Content starts

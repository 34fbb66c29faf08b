//! Request Normalizer: turns the client-facing compact
//! request into the canonical, OpenRTB-shaped [`BidRequest`].
//!
//! Every step here is one independent responsibility:
//! request-id generation, per-slot impression/extension assembly,
//! device-class detection, UA parsing, geo precedence, user/eid
//! assembly, regs, and the deadline assignment. Step by step because
//! each one is independently wrong in a different way if skipped —
//! this mirrors splitting normalization into one task per concern
//! (device lookup, publisher lookup, identity scrubbing) rather than
//! one monolithic function.

use crate::core::enrichment::device::{is_mobile_ua, DeviceLookup};
use crate::core::enrichment::geo::{resolve_geo, GeoIpLookup};
use crate::core::models::account::DeviceClass;
use crate::core::resolver::{BidderDirectory, ConfigResolver};
use crate::core::usersync::UserSyncStore;
use crate::rtb::bid_request::{
    Banner, BidRequest, BidRequestBuilder, Device, DeviceBuilder, Eid, Format, ImpBuilder,
    Publisher, Regs, RegsBuilder, Site, SiteBuilder, Uid, User, UserBuilder,
};
use crate::rtb::client::ClientBidRequest;
use std::collections::HashMap;
use std::time::Duration;
use tracing::debug;

#[derive(Debug)]
pub struct NormalizeError(pub String);

impl std::fmt::Display for NormalizeError {
    fn fmt(&self, f: &mut std::fmt::Formatter<'_>) -> std::fmt::Result {
        write!(f, "validation error: {}", self.0)
    }
}

impl std::error::Error for NormalizeError {}

/// The canonical request plus the bookkeeping the response builder
/// needs to map winners back to the client's slots.
pub struct NormalizeOutcome {
    pub request: BidRequest,
    pub account_id: String,
    pub device_class: DeviceClass,
    pub slot_by_imp: HashMap<String, String>,
}

pub struct Normalizer<'a> {
    pub resolver: &'a ConfigResolver,
    pub bidders: &'a BidderDirectory,
    pub device_lookup: &'a DeviceLookup,
    pub geo_lookup: &'a dyn GeoIpLookup,
    pub user_sync: &'a UserSyncStore,
}

impl<'a> Normalizer<'a> {
    /// `cookie_uids` models whatever bidder UIDs a transport-level
    /// cookie carried inline; this module has no HTTP awareness of its
    /// own.
    pub async fn normalize(
        &self,
        client: &ClientBidRequest,
        cookie_uids: &HashMap<String, String>,
        server_tmax: Duration,
        min_tmax: Duration,
    ) -> Result<NormalizeOutcome, NormalizeError> {
        if client.account_id.is_empty() {
            return Err(NormalizeError("accountId is required".into()));
        }
        if client.slots.is_empty() {
            return Err(NormalizeError("slots must not be empty".into()));
        }
        if let Some(timeout) = client.timeout {
            if Duration::from_millis(timeout) < min_tmax {
                return Err(NormalizeError(format!(
                    "timeout {timeout}ms is below the minimum of {}ms",
                    min_tmax.as_millis()
                )));
            }
        }
        for slot in &client.slots {
            if slot.div_id.is_empty() {
                return Err(NormalizeError("every slot requires a divId".into()));
            }
            if slot.sizes.is_empty() {
                return Err(NormalizeError(format!("slot {} requires sizes", slot.div_id)));
            }
        }

        let request_id = uuid::Uuid::new_v4().to_string();
        let domain = client.page.domain.clone();
        let ua = client
            .device
            .as_ref()
            .map(|d| d.user_agent.clone())
            .unwrap_or_default();
        let device_class = if is_mobile_ua(&ua) {
            DeviceClass::Mobile
        } else {
            DeviceClass::Desktop
        };

        let mut slot_by_imp = HashMap::with_capacity(client.slots.len());
        let mut imps = Vec::with_capacity(client.slots.len());

        for slot in &client.slots {
            let imp_id = uuid::Uuid::new_v4().to_string();
            slot_by_imp.insert(imp_id.clone(), slot.div_id.clone());

            let slot_pattern = slot
                .ad_unit_path
                .clone()
                .or_else(|| self.resolver.resolve_div(&domain, &slot.div_id))
                .unwrap_or_default();

            let formats: Vec<Format> = slot
                .sizes
                .iter()
                .map(|(w, h)| Format { w: *w, h: *h })
                .collect();
            let (primary_w, primary_h) = slot.sizes.first().copied().unwrap_or((0, 0));

            let ext = self
                .resolve_bidder_ext(&client.account_id, &domain, &slot_pattern, device_class, &slot.enabled_bidders)
                .await;

            let imp = ImpBuilder::default()
                .id(imp_id)
                .banner(Some(Banner {
                    w: primary_w,
                    h: primary_h,
                    format: formats,
                }))
                .tagid(slot.div_id.clone())
                .ext(ext)
                .build()
                .map_err(|e| NormalizeError(e.to_string()))?;

            imps.push(imp);
        }

        let site = SiteBuilder::default()
            .id(String::new())
            .domain(domain.clone())
            .page(client.page.url.clone())
            .publisher(Some(Publisher { id: String::new() }))
            .keywords(client.page.keywords.clone())
            .cat(client.page.categories.clone())
            .build()
            .map_err(|e| NormalizeError(e.to_string()))?;

        let device = self.build_device(client).await;
        let user = self.build_user(client, cookie_uids);
        let regs = self.build_regs(client);

        let request = BidRequestBuilder::default()
            .id(request_id)
            .imp(imps)
            .site(Some(site))
            .device(Some(device))
            .user(user)
            .regs(Some(regs))
            .cur(vec!["USD".to_string()])
            .tmax(server_tmax.as_millis() as i64)
            .build()
            .map_err(|e| NormalizeError(e.to_string()))?;

        Ok(NormalizeOutcome {
            request,
            account_id: client.account_id.clone(),
            device_class,
            slot_by_imp,
        })
    }

    async fn resolve_bidder_ext(
        &self,
        account_id: &str,
        domain: &str,
        slot_pattern: &str,
        device_class: DeviceClass,
        enabled_bidders: &[String],
    ) -> HashMap<String, serde_json::Value> {
        let candidates = self.bidders.enabled();
        let mut ext = HashMap::with_capacity(candidates.len());

        for bidder in candidates {
            if !enabled_bidders.is_empty() && !enabled_bidders.contains(&bidder.code) {
                continue;
            }

            match self
                .resolver
                .resolve(account_id, domain, slot_pattern, device_class, &bidder.code)
                .await
            {
                Some(params) => {
                    ext.insert(bidder.code.clone(), (*params).clone());
                }
                None => {
                    debug!(bidder = %bidder.code, "no config for bidder");
                }
            }
        }

        ext
    }

    async fn build_device(&self, client: &ClientBidRequest) -> Device {
        let Some(cd) = &client.device else {
            return Device::default();
        };

        let parsed = self.device_lookup.lookup_ua(&cd.user_agent).unwrap_or_default();
        let geo = match &cd.geo {
            Some(g) => resolve_geo(g.lat, g.lon, g.accuracy, "", self.geo_lookup).await,
            None => None,
        };

        DeviceBuilder::default()
            .ua(cd.user_agent.clone())
            .make(parsed.make)
            .model(parsed.model)
            .os(parsed.os)
            .osv(parsed.osv)
            .devicetype(parsed.devicetype)
            .w(cd.width)
            .h(cd.height)
            .geo(geo)
            .build()
            .unwrap_or_default()
    }

    /// Assembles the canonical `eids` list from three UID sources:
    /// DB (user-sync store) → request-inline `userIds` → cookie, first
    /// occurrence per bidder wins.
    fn build_user(&self, client: &ClientBidRequest, cookie_uids: &HashMap<String, String>) -> Option<User> {
        let client_user = client.user.as_ref()?;

        let mut uids: HashMap<String, String> = HashMap::new();
        if !client_user.fpid.is_empty() {
            for (bidder, uid) in self.user_sync.load(&client_user.fpid) {
                uids.entry(bidder).or_insert(uid);
            }
        }
        for (bidder, uid) in &client_user.user_ids {
            uids.entry(bidder.clone()).or_insert_with(|| uid.clone());
        }
        for (bidder, uid) in cookie_uids {
            uids.entry(bidder.clone()).or_insert_with(|| uid.clone());
        }

        let eids = uids
            .into_iter()
            .map(|(source, id)| Eid {
                source,
                uids: vec![Uid { id, atype: 1 }],
            })
            .collect();

        Some(
            UserBuilder::default()
                .id(client_user.fpid.clone())
                .eids(eids)
                .consent(client_user.consent_string.clone().unwrap_or_default())
                .data(client_user.data.clone())
                .build()
                .unwrap_or_default(),
        )
    }

    fn build_regs(&self, client: &ClientBidRequest) -> Regs {
        let Some(user) = &client.user else {
            return Regs::default();
        };

        RegsBuilder::default()
            .gdpr(user.gdpr_applies.map(|b| b as i32))
            .us_privacy(user.usp_consent.clone().unwrap_or_default())
            .build()
            .unwrap_or_default()
    }
}

#[cfg(test)]
mod tests {
    use super::*;
    use crate::app::config::ResolverConfig;
    use crate::core::enrichment::geo::NoopGeoIpLookup;
    use crate::core::models::bidder::BidderBuilder;
    use crate::rtb::client::{ClientBidRequestBuilder, ClientDeviceBuilder, ClientPageBuilder, ClientSlotBuilder};
    use std::num::NonZeroU32;
    use std::time::Duration;

    fn make_normalizer() -> (ConfigResolver, BidderDirectory, DeviceLookup, UserSyncStore) {
        let resolver = ConfigResolver::new(&ResolverConfig::default());
        let bidders = BidderDirectory::new();
        let lookup = DeviceLookup::try_new(NonZeroU32::new(1000).unwrap()).unwrap();
        let store = UserSyncStore::new(Duration::from_secs(90 * 24 * 60 * 60));
        (resolver, bidders, lookup, store)
    }

    #[tokio::test]
    async fn identity_leakage_invariant_site_id_stays_empty() {
        let (resolver, bidders, lookup, store) = make_normalizer();
        let normalizer = Normalizer {
            resolver: &resolver,
            bidders: &bidders,
            device_lookup: &lookup,
            geo_lookup: &NoopGeoIpLookup,
            user_sync: &store,
        };

        let client = ClientBidRequestBuilder::default()
            .account_id("12345".to_string())
            .slots(vec![ClientSlotBuilder::default()
                .div_id("s1".to_string())
                .sizes(vec![(300, 250)])
                .ad_unit_path(Some("d.com/top".to_string()))
                .build()
                .unwrap()])
            .page(ClientPageBuilder::default().domain("d.com".to_string()).build().unwrap())
            .device(Some(
                ClientDeviceBuilder::default().user_agent("Mozilla/5.0".to_string()).build().unwrap(),
            ))
            .build()
            .unwrap();

        let outcome = normalizer
            .normalize(&client, &HashMap::new(), Duration::from_millis(2500), Duration::from_millis(50))
            .await
            .unwrap();

        let site = outcome.request.site.unwrap();
        assert_eq!(site.id, "");
        assert_eq!(site.publisher.unwrap().id, "");
    }

    #[tokio::test]
    async fn rejects_missing_account_id() {
        let (resolver, bidders, lookup, store) = make_normalizer();
        let normalizer = Normalizer {
            resolver: &resolver,
            bidders: &bidders,
            device_lookup: &lookup,
            geo_lookup: &NoopGeoIpLookup,
            user_sync: &store,
        };

        let client = ClientBidRequest::default();
        let result = normalizer
            .normalize(&client, &HashMap::new(), Duration::from_millis(2500), Duration::from_millis(50))
            .await;
        assert!(result.is_err());
    }

    #[tokio::test]
    async fn server_tmax_overrides_client_timeout() {
        let (resolver, bidders, lookup, store) = make_normalizer();
        let normalizer = Normalizer {
            resolver: &resolver,
            bidders: &bidders,
            device_lookup: &lookup,
            geo_lookup: &NoopGeoIpLookup,
            user_sync: &store,
        };

        let client = ClientBidRequestBuilder::default()
            .account_id("A".to_string())
            .timeout(Some(100))
            .slots(vec![ClientSlotBuilder::default()
                .div_id("s1".to_string())
                .sizes(vec![(300, 250)])
                .build()
                .unwrap()])
            .page(ClientPageBuilder::default().domain("d.com".to_string()).build().unwrap())
            .build()
            .unwrap();

        let outcome = normalizer
            .normalize(&client, &HashMap::new(), Duration::from_millis(2500), Duration::from_millis(50))
            .await
            .unwrap();
        assert_eq!(outcome.request.tmax, 2500);
    }

    #[tokio::test]
    async fn below_minimum_client_timeout_is_rejected() {
        let (resolver, bidders, lookup, store) = make_normalizer();
        let normalizer = Normalizer {
            resolver: &resolver,
            bidders: &bidders,
            device_lookup: &lookup,
            geo_lookup: &NoopGeoIpLookup,
            user_sync: &store,
        };

        let client = ClientBidRequestBuilder::default()
            .account_id("A".to_string())
            .timeout(Some(10))
            .slots(vec![ClientSlotBuilder::default()
                .div_id("s1".to_string())
                .sizes(vec![(300, 250)])
                .build()
                .unwrap()])
            .page(ClientPageBuilder::default().domain("d.com".to_string()).build().unwrap())
            .build()
            .unwrap();

        let result = normalizer
            .normalize(&client, &HashMap::new(), Duration::from_millis(2500), Duration::from_millis(50))
            .await;
        assert!(result.is_err());
    }

    #[test]
    fn bidder_directory_enabled_filters_disabled() {
        let bidders = BidderDirectory::new();
        assert!(bidders.enabled().is_empty());
        let _ = BidderBuilder::default().code("x".to_string()).enabled(true).build().unwrap();
    }
}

Content ends

**Required work**
Reproduce, please, the lines of the material from its first line down to the line containing "UIDs a transport-level", keeping both ends and nothing beyond them.

**Expected answer**
repository 34fbb66c29faf08b
//! Request Normalizer: turns the client-facing compact
//! request into the canonical, OpenRTB-shaped [`BidRequest`].
//!
//! Every step here is one independent responsibility:
//! request-id generation, per-slot impression/extension assembly,
//! device-class detection, UA parsing, geo precedence, user/eid
//! assembly, regs, and the deadline assignment. Step by step because
//! each one is independently wrong in a different way if skipped —
//! this mirrors splitting normalization into one task per concern
//! (device lookup, publisher lookup, identity scrubbing) rather than
//! one monolithic function.

use crate::core::enrichment::device::{is_mobile_ua, DeviceLookup};
use crate::core::enrichment::geo::{resolve_geo, GeoIpLookup};
use crate::core::models::account::DeviceClass;
use crate::core::resolver::{BidderDirectory, ConfigResolver};
use crate::core::usersync::UserSyncStore;
use crate::rtb::bid_request::{
    Banner, BidRequest, BidRequestBuilder, Device, DeviceBuilder, Eid, Format, ImpBuilder,
    Publisher, Regs, RegsBuilder, Site, SiteBuilder, Uid, User, UserBuilder,
};
use crate::rtb::client::ClientBidRequest;
use std::collections::HashMap;
use std::time::Duration;
use tracing::debug;

#[derive(Debug)]
pub struct NormalizeError(pub String);

impl std::fmt::Display for NormalizeError {
    fn fmt(&self, f: &mut std::fmt::Formatter<'_>) -> std::fmt::Result {
        write!(f, "validation error: {}", self.0)
    }
}

impl std::error::Error for NormalizeError {}

/// The canonical request plus the bookkeeping the response builder
/// needs to map winners back to the client's slots.
pub struct NormalizeOutcome {
    pub request: BidRequest,
    pub account_id: String,
    pub device_class: DeviceClass,
    pub slot_by_imp: HashMap<String, String>,
}

pub struct Normalizer<'a> {
    pub resolver: &'a ConfigResolver,
    pub bidders: &'a BidderDirectory,
    pub device_lookup: &'a DeviceLookup,
    pub geo_lookup: &'a dyn GeoIpLookup,
    pub user_sync: &'a UserSyncStore,
}

impl<'a> Normalizer<'a> {
    /// `cookie_uids` models whatever bidder UIDs a transport-level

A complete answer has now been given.